Ihr sei hierbei ein Maß an Gestaltungsfreiheit verblieben, welches für ein Arbeitsverhältnis untypisch sei. Soweit die Beigeladene
für ihn Veranstaltungen abgewickelt habe, sei sie auf seinen guten Ruf im gastronomischen Gewerbe angewiesen gewesen. Die
Beigeladene habe das unternehmerische Risiko gehabt, Aufträge zu akquirieren. Im Erörterungstermin vor dem SG am 24. März 2011 hat der Kläger erklärt, die Rechnungslegung gegenüber den Kunden sei über das Cafe N. erfolgt und die Beigeladene
habe ihre eigene Rechnung dann an ihn gerichtet. Im Übrigen wäre er auch nicht glücklich gewesen, wenn die Beigeladene Speisen
und Getränke von anderen Firmen angeboten hätte.
Aus dem streitgegenständlichen Zeitraum sind weitere Rechnungen der Beigeladenen an den Kläger und an Dritte in Ablichtung
vorgelegt worden.
Die Beklagte hat vorgetragen, es komme auch nicht auf die gewählte Bezeichnung an, ob eine Tätigkeit als abhängige Beschäftigung
zu qualifizieren sei, sondern auf die tatsächlichen Umstände der Leistungserbringung. Durch die Vereinbarungen zwischen dem
Kläger und seinen Auftraggebern sei die Beigeladene hinsichtlich Ort und Zeit sowie Art und Weise ihrer Tätigkeit gebunden
gewesen. Sie sei an den vom Kläger vorgegebenen Orten ohne eigene Betriebsmittel tätig gewesen. Hierbei sei es gerade kennzeichnend
für angestellte Fachkräfte in der Gastronomie, dass sie ihre Arbeit eigenständig und an den Kundenwünschen orientiert verrichteten
und damit entsprechend den Weisungen des Klägers. Eine unternehmerische Gestaltungsfreiheit sei bei Ausführung dieser Tätigkeiten
für die Beigeladene nicht gegeben gewesen, insbesondere sei diese auch den Veranstaltungsgästen gegenüber nicht als selbständige
Unternehmerin in Erscheinung getreten. Die Beigeladene habe den Ruf des Klägers bei seiner Kundschaft zu wahren gehabt, nicht
aber einen eigenen. Die gelegentliche Beschäftigung weiterer Hilfskräfte durch die Beigeladene erscheine für ihre Tätigkeit
nicht prägend. Im Übrigen sei jedes Vertragsverhältnis der Beigeladenen nach §
7 SGB IV für sich zu beurteilen, so dass mögliche weitere Tätigkeiten für andere hier nicht streitgegenständlich seien. Die Möglichkeit
eine Tätigkeit abzulehnen, sei kein Hinweis auf eine selbständige Tätigkeit, da auch jeder abhängig Beschäftigte die Wahl
habe, einen bestimmten angebotenen Arbeitsvertrag abzuschließen.

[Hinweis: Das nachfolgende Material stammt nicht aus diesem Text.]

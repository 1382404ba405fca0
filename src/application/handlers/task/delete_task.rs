//! DeleteTaskHandler - hard delete.
//!
//! The title is captured before deletion so the response can echo it. Tag
//! associations go with the task; tag rows themselves remain.

use std::sync::Arc;

use serde::Serialize;

use crate::domain::foundation::{TaskId, ToolError, UserId};
use crate::ports::TaskRepository;

/// Command to delete a task.
#[derive(Debug, Clone)]
pub struct DeleteTaskCommand {
    pub user_id: UserId,
    pub task_id: TaskId,
}

/// Result of a successful deletion.
#[derive(Debug, Clone, Serialize)]
pub struct DeleteTaskResult {
    pub task_id: TaskId,
    pub status: &'static str,
    pub title: String,
    pub message: String,
}

/// Handler for `delete_task`.
pub struct DeleteTaskHandler {
    repository: Arc<dyn TaskRepository>,
}

impl DeleteTaskHandler {
    pub fn new(repository: Arc<dyn TaskRepository>) -> Self {
        Self { repository }
    }

    pub async fn handle(&self, cmd: DeleteTaskCommand) -> Result<DeleteTaskResult, ToolError> {
        let task = self
            .repository
            .get(&cmd.user_id, cmd.task_id)
            .await?
            .ok_or_else(|| ToolError::not_found("Task not found"))?;

        let deleted = self.repository.delete(&cmd.user_id, cmd.task_id).await?;
        if !deleted {
            // Lost a race with a concurrent delete.
            return Err(ToolError::not_found("Task not found"));
        }

        Ok(DeleteTaskResult {
            task_id: cmd.task_id,
            status: "deleted",
            title: task.title().to_string(),
            message: "Task deleted successfully".to_string(),
        })
    }
}
//! Tool parameter DTOs and declarative validation.
//!
//! Rules applied uniformly, before any state is touched:
//! - strings are trimmed before length checks; empty-after-trim fails
//! - enumerations are closed; unknown values are `validation` errors
//! - UUID identifiers must parse
//! - `update_task` requires at least one updatable field

use serde::de::DeserializeOwned;
use serde::Deserialize;
use serde_json::Value;

use crate::application::handlers::task::{
    AddTaskCommand, CompleteTaskCommand, DeleteTaskCommand, ListTasksQuery, UpdateTaskCommand,
};
use crate::domain::foundation::{TaskId, ToolError, UserId};
use crate::domain::task::{
    normalize_set, Priority, PriorityFilter, SortField, SortOrder, StatusFilter, TaskFilter,
    TaskPatch, TaskSort, MAX_DESCRIPTION_LENGTH, MAX_TITLE_LENGTH,
};

/// Deserializes a tool's `arguments` object into a typed DTO.
pub fn parse_arguments<T: DeserializeOwned>(arguments: Value) -> Result<T, ToolError> {
    serde_json::from_value(arguments)
        .map_err(|e| ToolError::validation("arguments", format!("Invalid arguments: {}", e)))
}

// ═══════════════════════════════════════════════════════════════════════════
// Field parsers
// ═══════════════════════════════════════════════════════════════════════════

fn parse_user_id(raw: &str) -> Result<UserId, ToolError> {
    UserId::new(raw)
}

fn parse_task_id(raw: &str) -> Result<TaskId, ToolError> {
    raw.trim()
        .parse::<TaskId>()
        .map_err(|_| ToolError::validation("task_id", "task_id must be a valid UUID"))
}

fn parse_title(raw: &str) -> Result<String, ToolError> {
    let trimmed = raw.trim();
    if trimmed.is_empty() {
        return Err(ToolError::validation("title", "Title cannot be empty"));
    }
    if trimmed.chars().count() > MAX_TITLE_LENGTH {
        return Err(ToolError::validation(
            "title",
            format!("Title must be {} characters or less", MAX_TITLE_LENGTH),
        ));
    }
    Ok(trimmed.to_string())
}

fn parse_description(raw: &str) -> Result<Option<String>, ToolError> {
    let trimmed = raw.trim();
    if trimmed.is_empty() {
        return Ok(None);
    }
    if trimmed.chars().count() > MAX_DESCRIPTION_LENGTH {
        return Err(ToolError::validation(
            "description",
            format!(
                "Description must be {} characters or less",
                MAX_DESCRIPTION_LENGTH
            ),
        ));
    }
    Ok(Some(trimmed.to_string()))
}

fn parse_priority(raw: &str) -> Result<Priority, ToolError> {
    Priority::parse(raw.trim()).ok_or_else(|| {
        ToolError::validation(
            "priority",
            "priority must be one of: none, low, medium, high",
        )
    })
}

// ═══════════════════════════════════════════════════════════════════════════
// add_task
// ═══════════════════════════════════════════════════════════════════════════

/// Wire parameters for `add_task`.
#[derive(Debug, Clone, Deserialize)]
pub struct AddTaskParams {
    pub user_id: String,
    pub title: String,
    #[serde(default)]
    pub description: Option<String>,
    #[serde(default)]
    pub priority: Option<String>,
    #[serde(default)]
    pub tags: Option<Vec<String>>,
}

impl AddTaskParams {
    /// Validates into a command.
    pub fn into_command(self) -> Result<AddTaskCommand, ToolError> {
        Ok(AddTaskCommand {
            user_id: parse_user_id(&self.user_id)?,
            title: parse_title(&self.title)?,
            description: match self.description {
                Some(raw) => parse_description(&raw)?,
                None => None,
            },
            priority: match self.priority {
                Some(raw) => parse_priority(&raw)?,
                None => Priority::default(),
            },
            tags: match self.tags {
                Some(raw) => normalize_set(&raw)?,
                None => Vec::new(),
            },
        })
    }
}

// ═══════════════════════════════════════════════════════════════════════════
// list_tasks
// ═══════════════════════════════════════════════════════════════════════════

/// Wire parameters for `list_tasks`.
#[derive(Debug, Clone, Deserialize)]
pub struct ListTasksParams {
    pub user_id: String,
    #[serde(default)]
    pub status: Option<String>,
    #[serde(default)]
    pub priority: Option<String>,
    #[serde(default)]
    pub tags: Option<Vec<String>>,
    #[serde(default)]
    pub no_tags: Option<bool>,
    #[serde(default)]
    pub search: Option<String>,
    #[serde(default)]
    pub sort: Option<String>,
    #[serde(default)]
    pub order: Option<String>,
}

impl ListTasksParams {
    /// Validates into a query.
    pub fn into_query(self) -> Result<ListTasksQuery, ToolError> {
        let status = match self.status.as_deref().map(str::trim) {
            None | Some("") => StatusFilter::default(),
            Some(raw) => StatusFilter::parse(raw).ok_or_else(|| {
                ToolError::validation("status", "status must be one of: all, pending, completed")
            })?,
        };

        let priority = match self.priority.as_deref().map(str::trim) {
            None | Some("") => PriorityFilter::default(),
            Some(raw) => PriorityFilter::parse(raw).ok_or_else(|| {
                ToolError::validation(
                    "priority",
                    "priority must be one of: all, high, medium, low, none",
                )
            })?,
        };

        let tags = match self.tags {
            Some(raw) => normalize_set(&raw)?,
            None => Vec::new(),
        };

        let search = self
            .search
            .map(|s| s.trim().to_string())
            .filter(|s| !s.is_empty());

        let field = match self.sort.as_deref().map(str::trim) {
            None | Some("") => SortField::default(),
            Some(raw) => SortField::parse(raw).ok_or_else(|| {
                ToolError::validation("sort", "sort must be one of: priority, title, created_at")
            })?,
        };

        let order = match self.order.as_deref().map(str::trim) {
            None | Some("") => SortOrder::default(),
            Some(raw) => SortOrder::parse(raw).ok_or_else(|| {
                ToolError::validation("order", "order must be one of: asc, desc")
            })?,
        };

        Ok(ListTasksQuery {
            user_id: parse_user_id(&self.user_id)?,
            filter: TaskFilter {
                status,
                priority,
                tags,
                no_tags: self.no_tags.unwrap_or(false),
                search,
            },
            sort: TaskSort { field, order },
        })
    }
}

// ═══════════════════════════════════════════════════════════════════════════
// complete_task / delete_task
// ═══════════════════════════════════════════════════════════════════════════

/// Wire parameters for `complete_task`.
#[derive(Debug, Clone, Deserialize)]
pub struct CompleteTaskParams {
    pub user_id: String,
    pub task_id: String,
}

impl CompleteTaskParams {
    /// Validates into a command.
    pub fn into_command(self) -> Result<CompleteTaskCommand, ToolError> {
        Ok(CompleteTaskCommand {
            user_id: parse_user_id(&self.user_id)?,
            task_id: parse_task_id(&self.task_id)?,
        })
    }
}

/// Wire parameters for `delete_task`.
#[derive(Debug, Clone, Deserialize)]
pub struct DeleteTaskParams {
    pub user_id: String,
    pub task_id: String,
}

impl DeleteTaskParams {
    /// Validates into a command.
    pub fn into_command(self) -> Result<DeleteTaskCommand, ToolError> {
        Ok(DeleteTaskCommand {
            user_id: parse_user_id(&self.user_id)?,
            task_id: parse_task_id(&self.task_id)?,
        })
    }
}

// ═══════════════════════════════════════════════════════════════════════════
// update_task
// ═══════════════════════════════════════════════════════════════════════════

/// Wire parameters for `update_task`.
#[derive(Debug, Clone, Deserialize)]
pub struct UpdateTaskParams {
    pub user_id: String,
    pub task_id: String,
    #[serde(default)]
    pub title: Option<String>,
    #[serde(default)]
    pub description: Option<String>,
    #[serde(default)]
    pub priority: Option<String>,
    #[serde(default)]
    pub tags: Option<Vec<String>>,
}

impl UpdateTaskParams {
    /// Validates into a command, enforcing the at-least-one-field rule.
    pub fn into_command(self) -> Result<UpdateTaskCommand, ToolError> {
        if self.title.is_none()
            && self.description.is_none()
            && self.priority.is_none()
            && self.tags.is_none()
        {
            return Err(ToolError::validation(
                "fields",
                "At least one field is required: title, description, priority, or tags",
            ));
        }

        let patch = TaskPatch {
            title: match self.title {
                Some(raw) => Some(parse_title(&raw)?),
                None => None,
            },
            // Present but empty clears the description.
            description: match self.description {
                Some(raw) => Some(parse_description(&raw)?),
                None => None,
            },
            priority: match self.priority {
                Some(raw) => Some(parse_priority(&raw)?),
                None => None,
            },
            // Present but empty clears all tags; absent leaves them alone.
            tags: match self.tags {
                Some(raw) => Some(normalize_set(&raw)?),
                None => None,
            },
        };

        Ok(UpdateTaskCommand {
            user_id: parse_user_id(&self.user_id)?,
            task_id: parse_task_id(&self.task_id)?,
            patch,
        })
    }
}
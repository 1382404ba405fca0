//! Task tool handlers - one thin orchestrator per tool.

mod add_task;
mod complete_task;
mod delete_task;
mod list_tasks;
mod update_task;

pub use add_task::{AddTaskCommand, AddTaskHandler, AddTaskResult};
pub use complete_task::{CompleteTaskCommand, CompleteTaskHandler, CompleteTaskResult};
pub use delete_task::{DeleteTaskCommand, DeleteTaskHandler, DeleteTaskResult};
pub use list_tasks::{ListTasksHandler, ListTasksQuery, ListTasksResult, TaskItem};
pub use update_task::{UpdateTaskCommand, UpdateTaskHandler, UpdateTaskResult};
//! UpdateTaskHandler - field-wise task patching.
//!
//! Fields absent from the patch are untouched; a present, empty tag list
//! clears all tags. The "at least one field" rule is enforced by the
//! parameter validator before this handler runs.

use std::sync::Arc;

use serde::Serialize;

use crate::domain::foundation::{TaskId, ToolError, UserId};
use crate::domain::task::TaskPatch;
use crate::ports::TaskRepository;

/// Command to patch an existing task.
#[derive(Debug, Clone)]
pub struct UpdateTaskCommand {
    pub user_id: UserId,
    pub task_id: TaskId,
    pub patch: TaskPatch,
}

/// Result of a successful update.
#[derive(Debug, Clone, Serialize)]
pub struct UpdateTaskResult {
    pub task_id: TaskId,
    pub status: &'static str,
    pub title: String,
    pub message: String,
}

/// Handler for `update_task`.
pub struct UpdateTaskHandler {
    repository: Arc<dyn TaskRepository>,
}

impl UpdateTaskHandler {
    pub fn new(repository: Arc<dyn TaskRepository>) -> Self {
        Self { repository }
    }

    pub async fn handle(&self, cmd: UpdateTaskCommand) -> Result<UpdateTaskResult, ToolError> {
        let task = self
            .repository
            .update(&cmd.user_id, cmd.task_id, cmd.patch)
            .await?
            .ok_or_else(|| ToolError::not_found("Task not found"))?;

        Ok(UpdateTaskResult {
            task_id: task.id(),
            status: "updated",
            title: task.title().to_string(),
            message: "Task updated successfully".to_string(),
        })
    }
}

Mit Beschluss vom 05. März 2009 hat das SG Frau J. S., verheiratete M., zu diesem Verfahren beigeladen.
Mit weiteren Bescheiden jeweils vom 22. Dezember 2009 hat die Beklagte ergänzend festgestellt, dass die Beigeladene in ihrer
Beschäftigung als gastronomische Servicekraft für den Kläger der Versicherungspflicht in der gesetzlichen Kranken- und Rentenversicherung,
der sozialen Pflegeversicherung und dem Recht der Arbeitsförderung unterliege.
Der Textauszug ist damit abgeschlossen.